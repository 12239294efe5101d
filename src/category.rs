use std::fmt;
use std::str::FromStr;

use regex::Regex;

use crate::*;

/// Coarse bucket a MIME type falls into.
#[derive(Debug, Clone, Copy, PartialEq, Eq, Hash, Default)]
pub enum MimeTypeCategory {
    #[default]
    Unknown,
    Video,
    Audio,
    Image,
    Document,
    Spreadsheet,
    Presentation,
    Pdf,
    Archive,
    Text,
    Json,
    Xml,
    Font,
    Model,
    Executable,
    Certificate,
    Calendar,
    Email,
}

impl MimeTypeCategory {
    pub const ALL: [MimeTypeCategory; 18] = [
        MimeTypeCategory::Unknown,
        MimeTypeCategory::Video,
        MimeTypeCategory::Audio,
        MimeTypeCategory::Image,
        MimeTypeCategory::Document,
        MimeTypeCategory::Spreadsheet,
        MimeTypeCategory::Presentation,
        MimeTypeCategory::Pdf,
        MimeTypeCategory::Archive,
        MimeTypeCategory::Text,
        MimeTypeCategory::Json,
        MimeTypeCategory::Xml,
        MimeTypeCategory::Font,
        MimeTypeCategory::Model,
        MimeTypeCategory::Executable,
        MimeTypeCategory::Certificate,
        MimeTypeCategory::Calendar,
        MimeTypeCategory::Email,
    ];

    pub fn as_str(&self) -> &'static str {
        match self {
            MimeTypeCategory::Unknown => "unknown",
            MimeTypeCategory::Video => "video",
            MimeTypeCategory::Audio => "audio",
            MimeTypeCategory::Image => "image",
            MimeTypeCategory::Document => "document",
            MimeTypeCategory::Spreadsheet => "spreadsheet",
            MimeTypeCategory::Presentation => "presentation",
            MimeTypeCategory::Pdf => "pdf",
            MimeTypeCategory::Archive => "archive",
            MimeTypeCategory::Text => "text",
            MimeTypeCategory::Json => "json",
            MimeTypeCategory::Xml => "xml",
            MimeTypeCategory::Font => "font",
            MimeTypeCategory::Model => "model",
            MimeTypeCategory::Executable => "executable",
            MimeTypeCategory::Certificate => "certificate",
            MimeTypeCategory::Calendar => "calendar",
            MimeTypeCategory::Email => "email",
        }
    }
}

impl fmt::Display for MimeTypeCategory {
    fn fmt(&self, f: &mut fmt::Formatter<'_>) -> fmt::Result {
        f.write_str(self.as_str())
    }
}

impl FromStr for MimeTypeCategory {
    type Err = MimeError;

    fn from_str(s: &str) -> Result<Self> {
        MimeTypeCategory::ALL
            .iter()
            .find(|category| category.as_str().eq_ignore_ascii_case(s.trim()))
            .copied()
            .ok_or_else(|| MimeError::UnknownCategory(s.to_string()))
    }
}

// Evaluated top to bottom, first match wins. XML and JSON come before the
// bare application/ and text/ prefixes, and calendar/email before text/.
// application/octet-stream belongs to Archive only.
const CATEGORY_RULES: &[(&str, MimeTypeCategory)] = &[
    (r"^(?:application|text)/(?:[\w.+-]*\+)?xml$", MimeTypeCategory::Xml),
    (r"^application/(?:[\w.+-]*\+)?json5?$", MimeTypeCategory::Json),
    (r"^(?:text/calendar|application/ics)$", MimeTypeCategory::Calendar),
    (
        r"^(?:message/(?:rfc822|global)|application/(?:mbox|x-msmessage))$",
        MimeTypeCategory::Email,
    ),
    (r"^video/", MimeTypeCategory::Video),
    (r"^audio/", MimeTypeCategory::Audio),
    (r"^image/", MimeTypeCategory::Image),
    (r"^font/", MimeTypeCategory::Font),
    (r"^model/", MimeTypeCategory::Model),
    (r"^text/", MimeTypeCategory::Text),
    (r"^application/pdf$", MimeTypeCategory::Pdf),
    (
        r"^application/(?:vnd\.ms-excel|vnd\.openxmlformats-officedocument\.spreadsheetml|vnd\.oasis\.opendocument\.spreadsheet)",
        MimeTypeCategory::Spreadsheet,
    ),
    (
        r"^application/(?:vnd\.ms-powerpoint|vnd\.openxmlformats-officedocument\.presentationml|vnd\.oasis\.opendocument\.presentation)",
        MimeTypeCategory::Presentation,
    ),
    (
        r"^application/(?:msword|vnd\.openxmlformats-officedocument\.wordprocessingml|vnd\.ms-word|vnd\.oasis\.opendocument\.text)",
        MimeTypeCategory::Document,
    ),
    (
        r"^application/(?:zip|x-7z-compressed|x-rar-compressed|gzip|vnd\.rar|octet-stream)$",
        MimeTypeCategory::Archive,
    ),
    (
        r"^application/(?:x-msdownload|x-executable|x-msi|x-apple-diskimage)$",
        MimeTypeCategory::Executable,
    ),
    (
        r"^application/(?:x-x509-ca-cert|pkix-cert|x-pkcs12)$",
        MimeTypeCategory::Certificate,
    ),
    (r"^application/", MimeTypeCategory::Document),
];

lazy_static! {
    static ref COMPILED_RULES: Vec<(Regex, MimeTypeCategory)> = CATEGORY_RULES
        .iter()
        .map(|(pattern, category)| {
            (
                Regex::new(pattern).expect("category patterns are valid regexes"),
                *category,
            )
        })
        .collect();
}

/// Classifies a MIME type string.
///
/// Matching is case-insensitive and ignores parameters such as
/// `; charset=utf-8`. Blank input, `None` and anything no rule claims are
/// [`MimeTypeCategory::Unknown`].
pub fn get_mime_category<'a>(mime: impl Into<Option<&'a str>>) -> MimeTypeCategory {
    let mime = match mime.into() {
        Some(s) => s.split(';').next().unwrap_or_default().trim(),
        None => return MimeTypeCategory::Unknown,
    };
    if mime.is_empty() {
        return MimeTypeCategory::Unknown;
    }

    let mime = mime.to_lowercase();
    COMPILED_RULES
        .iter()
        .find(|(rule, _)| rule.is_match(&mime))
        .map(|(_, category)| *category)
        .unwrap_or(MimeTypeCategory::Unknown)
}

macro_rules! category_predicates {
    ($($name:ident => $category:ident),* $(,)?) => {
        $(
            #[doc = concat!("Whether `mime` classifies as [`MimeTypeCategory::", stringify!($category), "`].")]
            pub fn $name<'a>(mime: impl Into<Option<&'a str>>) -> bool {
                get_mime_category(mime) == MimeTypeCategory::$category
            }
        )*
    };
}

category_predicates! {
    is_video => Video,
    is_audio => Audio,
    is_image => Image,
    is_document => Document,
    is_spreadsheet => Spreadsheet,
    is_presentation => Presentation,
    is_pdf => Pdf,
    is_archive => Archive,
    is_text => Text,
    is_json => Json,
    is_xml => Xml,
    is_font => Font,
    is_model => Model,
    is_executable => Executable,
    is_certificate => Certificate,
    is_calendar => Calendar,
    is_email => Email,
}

_ _ _ _ _ _ _

What you are asked to do – Gather all lines from the records above in which "Font" appears.

Completed exercise –
    Font,
        MimeTypeCategory::Font,
            MimeTypeCategory::Font => "font",
    (r"^font/", MimeTypeCategory::Font),
    is_font => Font,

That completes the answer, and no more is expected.